**What is being asked:** Copy each line of the listing below exactly.

**Input:**
::::
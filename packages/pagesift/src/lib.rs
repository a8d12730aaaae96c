//! Schema-Guided Batch Web Extraction
//!
//! Turn lists of URLs into structured JSON: fetch each page through an
//! injected fetch capability, reduce it to compact text, hand it to an
//! injected extraction capability with a caller-declared field schema, and
//! collect one outcome per URL (success payload or failure reason) with
//! bounded concurrency and strict per-item failure isolation.
//!
//! # Design
//!
//! - Capabilities, not clients: fetching and extraction are traits with
//!   swappable implementations, so tests run on deterministic stubs and
//!   production wires real network clients.
//! - Partial failure is normal: a batch always returns as many outcomes as
//!   it was given URLs, in input order, no matter how many items failed.
//! - The only fatal error is invalid input, rejected before any network
//!   activity starts.
//!
//! # Usage
//!
//! ```rust,ignore
//! use pagesift::{BatchConfig, BatchPipeline, Schema};
//! use pagesift::extractors::ClaudeExtractor;
//! use pagesift::fetchers::HttpFetcher;
//!
//! let schema = Schema::from_json(r#"{"title": "string", "price": "number"}"#)?;
//! let pipeline = BatchPipeline::new(HttpFetcher::new(), ClaudeExtractor::from_env()?)
//!     .with_config(BatchConfig::new().with_concurrency(8));
//!
//! let result = pipeline.run(&urls, &schema).await?;
//! for outcome in &result {
//!     println!("{}", outcome.to_json());
//! }
//! ```
//!
//! # Modules
//!
//! - [`traits`] - Capability abstractions (Fetcher, Extractor)
//! - [`types`] - Schema, fetched content, outcomes
//! - [`pipeline`] - The batch pipeline and its prompt
//! - [`fetchers`] - Static HTTP and rendered fetch strategies
//! - [`extractors`] - Claude-backed extraction capability
//! - [`normalize`] - Deterministic page-to-text reduction
//! - [`repair`] - Best-effort JSON repair before parsing
//! - [`sitemap`] - Sitemap URL discovery
//! - [`export`] - JSON/CSV result export
//! - [`testing`] - Mock capabilities for tests

pub mod error;
pub mod export;
pub mod extractors;
pub mod fetchers;
pub mod normalize;
pub mod pipeline;
pub mod repair;
pub mod sitemap;
pub mod testing;
pub mod traits;
pub mod types;

// Re-export core types at crate root
pub use error::{
    ErrorKind, ExportError, ExtractError, FetchError, ItemError, ValidationError,
};
pub use normalize::{NormalizedDocument, Normalizer};
pub use pipeline::{BatchConfig, BatchPipeline, MAX_CONCURRENCY};
pub use traits::{Extractor, Fetcher};
pub use types::{
    BatchResult, ContentKind, ExtractionOutcome, FetchedContent, FieldType, OutcomeStatus, Schema,
};

// Re-export capability implementations
pub use extractors::ClaudeExtractor;
pub use fetchers::{HttpFetcher, RenderFetcher};

// Re-export export entry points
pub use export::{export_results, ExportFormat};

// Re-export sitemap discovery
pub use sitemap::discover_urls;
::::
**Written reply:**
filename packages/pagesift/src/lib.rs
repository a8d12730aaaae96c
//! Schema-Guided Batch Web Extraction
//!
//! Turn lists of URLs into structured JSON: fetch each page through an
//! injected fetch capability, reduce it to compact text, hand it to an
//! injected extraction capability with a caller-declared field schema, and
//! collect one outcome per URL (success payload or failure reason) with
//! bounded concurrency and strict per-item failure isolation.
//!
//! # Design
//!
//! - Capabilities, not clients: fetching and extraction are traits with
//!   swappable implementations, so tests run on deterministic stubs and
//!   production wires real network clients.
//! - Partial failure is normal: a batch always returns as many outcomes as
//!   it was given URLs, in input order, no matter how many items failed.
//! - The only fatal error is invalid input, rejected before any network
//!   activity starts.
//!
//! # Usage
//!
//! ```rust,ignore
//! use pagesift::{BatchConfig, BatchPipeline, Schema};
//! use pagesift::extractors::ClaudeExtractor;
//! use pagesift::fetchers::HttpFetcher;
//!
//! let schema = Schema::from_json(r#"{"title": "string", "price": "number"}"#)?;
//! let pipeline = BatchPipeline::new(HttpFetcher::new(), ClaudeExtractor::from_env()?)
//!     .with_config(BatchConfig::new().with_concurrency(8));
//!
//! let result = pipeline.run(&urls, &schema).await?;
//! for outcome in &result {
//!     println!("{}", outcome.to_json());
//! }
//! ```
//!
//! # Modules
//!
//! - [`traits`] - Capability abstractions (Fetcher, Extractor)
//! - [`types`] - Schema, fetched content, outcomes
//! - [`pipeline`] - The batch pipeline and its prompt
//! - [`fetchers`] - Static HTTP and rendered fetch strategies
//! - [`extractors`] - Claude-backed extraction capability
//! - [`normalize`] - Deterministic page-to-text reduction
//! - [`repair`] - Best-effort JSON repair before parsing
//! - [`sitemap`] - Sitemap URL discovery
//! - [`export`] - JSON/CSV result export
//! - [`testing`] - Mock capabilities for tests

pub mod error;
pub mod export;
pub mod extractors;
pub mod fetchers;
pub mod normalize;
pub mod pipeline;
pub mod repair;
pub mod sitemap;
pub mod testing;
pub mod traits;
pub mod types;

// Re-export core types at crate root
pub use error::{
    ErrorKind, ExportError, ExtractError, FetchError, ItemError, ValidationError,
};
pub use normalize::{NormalizedDocument, Normalizer};
pub use pipeline::{BatchConfig, BatchPipeline, MAX_CONCURRENCY};
pub use traits::{Extractor, Fetcher};
pub use types::{
    BatchResult, ContentKind, ExtractionOutcome, FetchedContent, FieldType, OutcomeStatus, Schema,
};

// Re-export capability implementations
pub use extractors::ClaudeExtractor;
pub use fetchers::{HttpFetcher, RenderFetcher};

// Re-export export entry points
pub use export::{export_results, ExportFormat};

// Re-export sitemap discovery
pub use sitemap::discover_urls;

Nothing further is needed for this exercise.